Zusammenarbeit mit Rudolf Steiner

So ist Ita Wegman eng mit der Geschichte der anthroposophisch-medizinischen Bewegung verbunden: Die Zusammenarbeit mit Rudolf Steiner reichte von der Beratung beim Abitur und beim Studium über die parallelen Studien der Mainstream-Medizin und der Anthroposophie bis hin zur Begründung der ersten Klinik und der gemeinsamen Behandlung vieler Patienten, wovon hunderte dokumentierter Krankengeschichten zeugen. Zuletzt, vor seinem Tode, begleitete sie Rudolf Steiner als Ärztin in seiner Krankheitszeit, zusammen mit Ludwig Noll.
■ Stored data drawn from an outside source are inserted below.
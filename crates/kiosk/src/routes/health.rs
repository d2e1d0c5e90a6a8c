//! Health and metrics routes

use crate::AppState;
use activation_scheduler::SchedulerStatus;
use axum::{
    extract::State,
    http::StatusCode,
    response::{IntoResponse, Response},
    Json,
};
use serde::Serialize;
use std::sync::Arc;

/// Health response
#[derive(Debug, Serialize)]
pub struct HealthResponse {
    pub status: String,
    pub timestamp: u64,
    pub version: String,
    pub uptime_seconds: u64,
    pub components: ComponentStatus,
}

#[derive(Debug, Serialize)]
pub struct ComponentStatus {
    pub camera_detection: ComponentHealth,
    pub presence: ComponentHealth,
    pub scheduler: SchedulerStatus,
}

/// Individual component health
#[derive(Debug, Serialize)]
pub struct ComponentHealth {
    pub status: String,
    pub detail: Option<String>,
}

impl ComponentHealth {
    fn new(status: &str, detail: Option<String>) -> Self {
        Self {
            status: status.to_string(),
            detail,
        }
    }
}

pub async fn get_health(State(state): State<Arc<AppState>>) -> Json<HealthResponse> {
    let timestamp = std::time::SystemTime::now()
        .duration_since(std::time::UNIX_EPOCH)
        .map(|d| d.as_secs())
        .unwrap_or(0);

    let camera_detection = match state.detectors.current() {
        Some(detector) if detector.is_ready() => {
            ComponentHealth::new("ready", Some(format!("{} cameras", detector.camera_count().await)))
        }
        Some(_) => ComponentHealth::new("initializing", None),
        None => ComponentHealth::new("off", Some("outside activation window".into())),
    };

    let presence = match &state.presence {
        Some(presence) if presence.is_ready() => ComponentHealth::new("ready", None),
        Some(_) => ComponentHealth::new("waiting", Some("sensor has not announced READY".into())),
        None => ComponentHealth::new("disabled", None),
    };

    Json(HealthResponse {
        status: "healthy".to_string(),
        timestamp,
        version: state.version.clone(),
        uptime_seconds: state.start_time.elapsed().as_secs(),
        components: ComponentStatus {
            camera_detection,
            presence,
            scheduler: state.scheduler.status().await,
        },
    })
}

/// Prometheus exposition
pub async fn get_metrics(State(state): State<Arc<AppState>>) -> Response {
    match &state.metrics {
        Some(handle) => (StatusCode::OK, handle.render()).into_response(),
        None => StatusCode::NOT_FOUND.into_response(),
    }
}
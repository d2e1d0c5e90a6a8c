//! Keyword-to-action registry

use crate::normalize::normalize;
use std::fmt;
use std::sync::Arc;

/// Action fired when a keyword is heard
pub type CommandAction = Arc<dyn Fn() + Send + Sync>;

/// Handler for dictated digit strings
pub type NumberHandler = Arc<dyn Fn(String) + Send + Sync>;

/// Ordered keyword table.
///
/// Lookup walks keywords in registration order, so the earliest registered
/// keyword wins when an utterance contains several.
#[derive(Clone, Default)]
pub struct CommandTable {
    entries: Vec<(String, CommandAction)>,
}

impl CommandTable {
    pub fn new() -> Self {
        Self::default()
    }

    /// Register every comma-separated keyword in `keyword_csv` as an alias of
    /// `action`. A keyword registered again keeps its position and takes the
    /// new action. Returns how many keywords were stored.
    pub fn register(&mut self, keyword_csv: &str, action: CommandAction) -> usize {
        let mut stored = 0;

        for keyword in keyword_csv.split(',').map(normalize).filter(|k| !k.is_empty()) {
            match self.entries.iter_mut().find(|(existing, _)| *existing == keyword) {
                Some(entry) => entry.1 = Arc::clone(&action),
                None => self.entries.push((keyword, Arc::clone(&action))),
            }
            stored += 1;
        }

        stored
    }

    /// First keyword (in registration order) contained in the utterance
    pub fn find(&self, normalized_utterance: &str) -> Option<(&str, &CommandAction)> {
        if normalized_utterance.is_empty() {
            return None;
        }
        self.entries
            .iter()
            .find(|(keyword, _)| normalized_utterance.contains(keyword.as_str()))
            .map(|(keyword, action)| (keyword.as_str(), action))
    }

    /// Registered keywords in order
    pub fn keywords(&self) -> impl Iterator<Item = &str> {
        self.entries.iter().map(|(keyword, _)| keyword.as_str())
    }

    pub fn len(&self) -> usize {
        self.entries.len()
    }

    pub fn is_empty(&self) -> bool {
        self.entries.is_empty()
    }

    pub fn clear(&mut self) {
        self.entries.clear();
    }
}

impl fmt::Debug for CommandTable {
    fn fmt(&self, f: &mut fmt::Formatter<'_>) -> fmt::Result {
        f.debug_list().entries(self.keywords()).finish()
    }
}
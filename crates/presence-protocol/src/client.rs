//! Presence sensor serial session
//!
//! A single background task reads lines from the port and broadcasts parsed
//! messages to every subscriber.

use crate::discovery::discover_port;
use crate::error::PresenceError;
use crate::message::PresenceMessage;
use std::time::Duration;
use tokio::io::{AsyncBufReadExt, AsyncRead, AsyncReadExt, BufReader};
use tokio::sync::{broadcast, watch};
use tokio::task::JoinHandle;
use tokio_serial::SerialPortBuilderExt;
use tracing::{debug, error, info, warn};

/// Baud rate the presence firmware is flashed with
pub const DEFAULT_BAUD_RATE: u32 = 9600;

/// Messages buffered per subscriber before it starts lagging
const CHANNEL_CAPACITY: usize = 64;

/// Longest line the firmware ever sends; longer runs are discarded
pub const MAX_LINE_BYTES: usize = 128;

/// How long `disconnect` waits for the read loop before aborting it
const SHUTDOWN_GRACE: Duration = Duration::from_millis(500);

/// Session with the presence microcontroller
pub struct PresenceClient {
    /// Port name or stream label
    port_name: String,
    /// Kept only to hand out fresh receivers; the read loop owns the sender
    template: broadcast::Receiver<PresenceMessage>,
    shutdown: watch::Sender<bool>,
    reader: Option<JoinHandle<()>>,
}

impl PresenceClient {
    /// Open the presence sensor port.
    ///
    /// An empty `port` triggers auto-discovery.
    pub async fn connect(port: &str, baud_rate: u32) -> Result<Self, PresenceError> {
        let port_name = if port.trim().is_empty() {
            discover_port()?
        } else {
            port.trim().to_string()
        };

        info!("Opening presence sensor on {} at {} baud", port_name, baud_rate);
        let stream = tokio_serial::new(&port_name, baud_rate).open_native_async()?;

        Ok(Self::from_reader(&port_name, stream))
    }

    /// Run the read loop over an arbitrary byte stream
    pub fn from_reader<R>(port_name: &str, reader: R) -> Self
    where
        R: AsyncRead + Send + Unpin + 'static,
    {
        let (events, template) = broadcast::channel(CHANNEL_CAPACITY);
        let (shutdown, shutdown_rx) = watch::channel(false);
        let label = port_name.to_string();

        let reader = tokio::spawn(read_loop(label, reader, events, shutdown_rx));

        Self {
            port_name: port_name.to_string(),
            template,
            shutdown,
            reader: Some(reader),
        }
    }

    /// Receive every message parsed from now on
    pub fn subscribe(&self) -> broadcast::Receiver<PresenceMessage> {
        self.template.resubscribe()
    }

    /// Port name or stream label
    pub fn port_name(&self) -> &str {
        &self.port_name
    }

    /// Whether the read loop is still running
    pub fn is_connected(&self) -> bool {
        self.reader.as_ref().is_some_and(|handle| !handle.is_finished())
    }

    /// Stop the read loop and release the port
    pub async fn disconnect(&mut self) {
        let Some(mut handle) = self.reader.take() else {
            return;
        };

        info!("Disconnecting presence sensor on {}", self.port_name);
        let _ = self.shutdown.send(true);

        if tokio::time::timeout(SHUTDOWN_GRACE, &mut handle).await.is_err() {
            warn!("Presence read loop did not stop within {:?}, aborting", SHUTDOWN_GRACE);
            handle.abort();
        }
    }
}

impl Drop for PresenceClient {
    fn drop(&mut self) {
        if let Some(handle) = self.reader.take() {
            handle.abort();
        }
    }
}

async fn read_loop<R>(
    port_name: String,
    reader: R,
    events: broadcast::Sender<PresenceMessage>,
    mut shutdown: watch::Receiver<bool>,
) where
    R: AsyncRead + Send + Unpin,
{
    let mut reader = BufReader::new(reader);
    let mut buf = Vec::with_capacity(64);
    // Set while skipping the rest of an oversized line
    let mut discarding = false;

    loop {
        buf.clear();
        let mut limited = (&mut reader).take(MAX_LINE_BYTES as u64 + 1);
        tokio::select! {
            _ = shutdown.changed() => {
                debug!("Presence read loop on {} shutting down", port_name);
                break;
            }
            read = limited.read_until(b'\n', &mut buf) => match read {
                Ok(0) => {
                    info!("Presence stream on {} closed", port_name);
                    break;
                }
                Ok(_) => {
                    let terminated = buf.last() == Some(&b'\n');
                    if !terminated && buf.len() > MAX_LINE_BYTES {
                        if !discarding {
                            warn!("Discarding line over {} bytes from {}", MAX_LINE_BYTES, port_name);
                        }
                        discarding = true;
                        continue;
                    }
                    if discarding {
                        discarding = !terminated;
                        continue;
                    }

                    let line = String::from_utf8_lossy(&buf);
                    let line = line.trim();
                    if line.is_empty() {
                        continue;
                    }
                    match PresenceMessage::parse(line) {
                        Ok(message) => {
                            debug!("Presence message: {:?}", message);
                            // No subscribers is fine; the message is simply dropped
                            let _ = events.send(message);
                        }
                        Err(e) => warn!("Ignoring line from {}: {}", port_name, e),
                    }
                }
                Err(e) => {
                    error!("Presence sensor read failed on {}: {}", port_name, e);
                    break;
                }
            }
        }
    }
}

#[cfg(test)]
mod tests {
    use super::*;
    use tokio::io::AsyncWriteExt;

    #[tokio::test]
    async fn test_messages_are_broadcast_in_order() {
        let (mut device, host) = tokio::io::duplex(256);
        let client = PresenceClient::from_reader("duplex", host);
        let mut rx = client.subscribe();

        device.write_all(b"READY\r\nDISTANCE:30.0,TIME:1\nCOMPLETE\n").await.unwrap();

        assert_eq!(rx.recv().await.unwrap(), PresenceMessage::Ready);
        assert!(matches!(rx.recv().await.unwrap(), PresenceMessage::Distance(_)));
        assert_eq!(rx.recv().await.unwrap(), PresenceMessage::Complete);
    }

    #[tokio::test]
    async fn test_malformed_lines_do_not_stop_loop() {
        let (mut device, host) = tokio::io::duplex(256);
        let client = PresenceClient::from_reader("duplex", host);
        let mut rx = client.subscribe();

        device.write_all(b"garbage\n\xff\xfe\nDISTANCE:x\nCANCELLED\n").await.unwrap();

        assert_eq!(rx.recv().await.unwrap(), PresenceMessage::Cancelled);
        assert!(client.is_connected());
    }

    #[tokio::test]
    async fn test_stream_close_closes_subscribers() {
        let (device, host) = tokio::io::duplex(64);
        let client = PresenceClient::from_reader("duplex", host);
        let mut rx = client.subscribe();

        drop(device);
        assert!(matches!(rx.recv().await, Err(broadcast::error::RecvError::Closed)));
    }

    #[tokio::test]
    async fn test_disconnect_is_idempotent() {
        let (_device, host) = tokio::io::duplex(64);
        let mut client = PresenceClient::from_reader("duplex", host);
        assert!(client.is_connected());

        client.disconnect().await;
        assert!(!client.is_connected());
        client.disconnect().await;
    }

    #[tokio::test]
    async fn test_oversized_line_is_discarded() {
        let (mut device, host) = tokio::io::duplex(64);
        let client = PresenceClient::from_reader("duplex", host);
        let mut rx = client.subscribe();

        let writer = tokio::spawn(async move {
            let mut noise = vec![b'A'; MAX_LINE_BYTES * 8];
            noise.extend_from_slice(b"COMPLETE\nREADY\n");
            device.write_all(&noise).await.unwrap();
            device
        });

        // The COMPLETE glued to the noise belongs to the discarded line
        assert_eq!(rx.recv().await.unwrap(), PresenceMessage::Ready);
        assert!(client.is_connected());
        drop(writer.await.unwrap());
    }
}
Die Krönung dieser Zusammenarbeit ist jedoch die im Herbst 1923 begonnene Arbeit an dem ‚Medizinischen Buch’, das nach dem Tode Rudolf Steiners unter dem Titel „Grundlegendes für eine Erweiterung der Heilkunst“1 herauskam und dessen 18. Kapitel der Heileurythmie gewidmet ist. Wegman war es aber auch, die ihm im Sommer 1923 die für die gesamte anthroposophische Bewegung entscheidende Frage nach der Erneuerung der Mysterien gestellt hatte. Als Rudolf Steiner nach dem Brand des ersten Goetheanum und dem Versagen der Anthroposophischen Gesellschaft mit der Frage lebte, ob er einen Orden gründen und sich aus der Anthroposophischen Gesellschaft zurückziehen sollte, sagte sie zu ihm: „Aber Herr Doktor, Sie können doch die Gesellschaft nicht alleine lassen!“ Im Sommer 1923 dann, in England, wurde ihr das zentrale Anliegen ihres Lebens bewusst, das sie Rudolf Steiner gegenüber etwa so formulierte (vgl. Mysterien und Initiation: Frage nach einer erneuerten Mysterienmedizin):

„Ich möchte gerne eine Medizin haben, wie es sie zu den Zeiten der alten Mysterien gab – nur in christlicher Form.“

Bernard Lievegood hat wiederholt erzählt, wie Rudolf Steiner zu Zeylmanns van Emmichhofen gesagt hätte, dass diese Frage Ita Wegmans für ihn „die Parzivalsfrage“ gewesen wäre, die ihn veranlasst hätte, die Weihnachtstagung von 1923/24 zur Neubegründung der Anthroposophischen Gesellschaft abzuhalten. Ohne diese Frage wären die Neubegründung der Gesellschaft und die öffentliche Begründung der Hochschule für Geisteswissenschaft durch Rudolf Steiner gar nicht möglich gewesen.

Vgl. Vortrag „Vom Wesen der Heileurythmie als Herzorgan der Anthroposophischen Medizin“,
1. Weltkonferenz für Heileurythmie am Goetheanum, 30. Mai 2008**

  1. Rudolf Steiner, Grundlegendes für eine Erweiterung der Heilkunst. GA 27.